Of course, there are wars that affect us, in theory, less from an economic point of view, such as some conflicts in Africa, whether in Sudan or in the Democratic Republic of Congo, even if from a conscious point of view it is not at all comfortable to know that there are people dying in the African Great Lakes region because of the greed for rare metals that make it possible to produce batteries for the cell phones we carry in our coat pockets. But this affect less is always illusory, just think about how the distant civil war in Syria brought a million refugees to Europe in 2015 alone, with an impact still felt today in Germany, where a party hostile to immigration is already the second force in Parliament. Or how the various forgotten wars in Africa destroy the hopes of many young people of building a life in their own country and, thus, push them to a desperate emigration (not at all welcome for many) to Europe, crossing deserts before the final adventure of crossing the Mediterranean, generally while being exploited by mafias that traffic human beings.
Let’s hope that the war in Ukraine ends soon, and that the war in Iran doesn’t last forever either. May diplomacy work and may there be solutions. Functional, concrete. First of all, so that populations do not live in a daily life of fear. But also so that globalization can be felt again, above all, for good reasons and not for bad ones. Let us have no doubt that what is happening on the other side of the world can reach the most distant corners, even that corner that is still peaceful today in western Europe, even if nothing is comparable to being under bombs.

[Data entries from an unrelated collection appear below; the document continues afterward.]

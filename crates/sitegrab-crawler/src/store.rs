use std::io;
use std::path::PathBuf;

use thiserror::Error;
use tokio::fs;

use crate::path::MappedPath;

#[derive(Debug, Error)]
pub enum StoreError {
    #[error("cannot create directory {path}: {source}")]
    CreateDir {
        path: PathBuf,
        #[source]
        source: io::Error,
    },

    #[error("cannot write {path}: {source}")]
    Write {
        path: PathBuf,
        #[source]
        source: io::Error,
    },
}

/// Writes `bytes` at `target`, creating missing directories. Returns the file path.
pub async fn write(target: &MappedPath, bytes: &[u8]) -> Result<PathBuf, StoreError> {
    fs::create_dir_all(&target.dir)
        .await
        .map_err(|source| StoreError::CreateDir {
            path: target.dir.clone(),
            source,
        })?;

    let path = target.path();
    fs::write(&path, bytes)
        .await
        .map_err(|source| StoreError::Write {
            path: path.clone(),
            source,
        })?;
    Ok(path)
}
use std::path::{Path, PathBuf};

use thiserror::Error;
use url::Url;

/// File name used for URLs whose path ends with a `/`.
pub const INDEX_FILE: &str = "index.html";

#[derive(Debug, Error)]
pub enum PathError {
    #[error("invalid URL {url}: {reason}")]
    InvalidUrl { url: String, reason: String },
}

/// Storage location of a page.
#[derive(Debug, Clone, PartialEq, Eq, Hash)]
pub struct MappedPath {
    pub dir: PathBuf,
    pub filename: String,
}

impl MappedPath {
    pub fn path(&self) -> PathBuf {
        self.dir.join(&self.filename)
    }
}

/// Maps page URLs to `base_dir/<host>/<path directory>/<path basename>`.
#[derive(Debug, Clone)]
pub struct PathMapper {
    base_dir: PathBuf,
}

impl PathMapper {
    pub fn new(base_dir: impl Into<PathBuf>) -> Self {
        Self {
            base_dir: base_dir.into(),
        }
    }

    pub fn base_dir(&self) -> &Path {
        &self.base_dir
    }

    pub fn map(&self, url: &str) -> Result<MappedPath, PathError> {
        let invalid = |reason: String| PathError::InvalidUrl {
            url: url.to_string(),
            reason,
        };

        let parsed = Url::parse(url).map_err(|e| invalid(e.to_string()))?;
        let host = host_key(&parsed).ok_or_else(|| invalid("no host".into()))?;

        let mut dir = self.base_dir.join(host);
        let mut segments = parsed
            .path_segments()
            .map(|s| s.collect::<Vec<_>>())
            .unwrap_or_default();

        let filename = match segments.pop() {
            Some(last) if !last.is_empty() => last.to_string(),
            _ => INDEX_FILE.to_string(),
        };
        for segment in segments.into_iter().filter(|s| !s.is_empty()) {
            dir.push(segment);
        }

        Ok(MappedPath { dir, filename })
    }
}

/// Host of a URL with its explicit port if any, e.g. `example.com` or `127.0.0.1:8080`.
pub fn host_key(url: &Url) -> Option<String> {
    let host = url.host_str().filter(|h| !h.is_empty())?;
    Some(match url.port() {
        Some(port) => format!("{host}:{port}"),
        None => host.to_string(),
    })
}

/// Same as [`host_key`] for an unparsed URL.
pub fn host_of(url: &str) -> Option<String> {
    Url::parse(url).ok().as_ref().and_then(host_key)
}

A warning of the risks, in fact, was made by Robert Kaplan, an American geopolitical expert, in an interview a few months ago with DN. Referring to one of the major sources of tension in the world, another strait, that of Taiwan, he even compares the possible impact of a war there with the wars in Europe and the Middle East (the one in Gaza, which is not now in Iran): “If we had a war in the Pacific between the two or three biggest economies in the world, and I’m talking about the United States, China and Japan, because of Taiwan, or because of the South China Sea, whatever, people would look at their bank accounts, at their investimentos, e veriam uma queda dramática. Os mercados financeiros mundiais incorporaram o impacto das guerras na Ucrânia e em Gaza. Mas não poderiam fazer o mesmo para uma guerra no Pacífico. Isso mudaria o nosso mundo. Os mercados iriam declinar dramaticamente. E os bancos centrais não teriam os meios para corrigir. Porquê isso? Porque teríamos uma guerra entre as duas ou as três maiores economias do mundo. Os Estados Unidos, a China e o Japão são as maiores economias. Teríamos uma guerra sobre as redes de abastecimento, as redes de abastecimento mais importantes. Teríamos uma war over the main maritime trade routes. In the South China Sea and Taiwan. As the world economy came to have a geographic center, that center was increasingly in the Pacific. That’s why I say that a war in the Pacific would change our lives and our world much more dramatically than what happened with the wars in Ukraine or the Middle East.
Worrying. A reminder that the world is interconnected, full of tensions involving powers. And that ignoring what happens far away is not just turning a blind eye to suffering, but can bring surprises.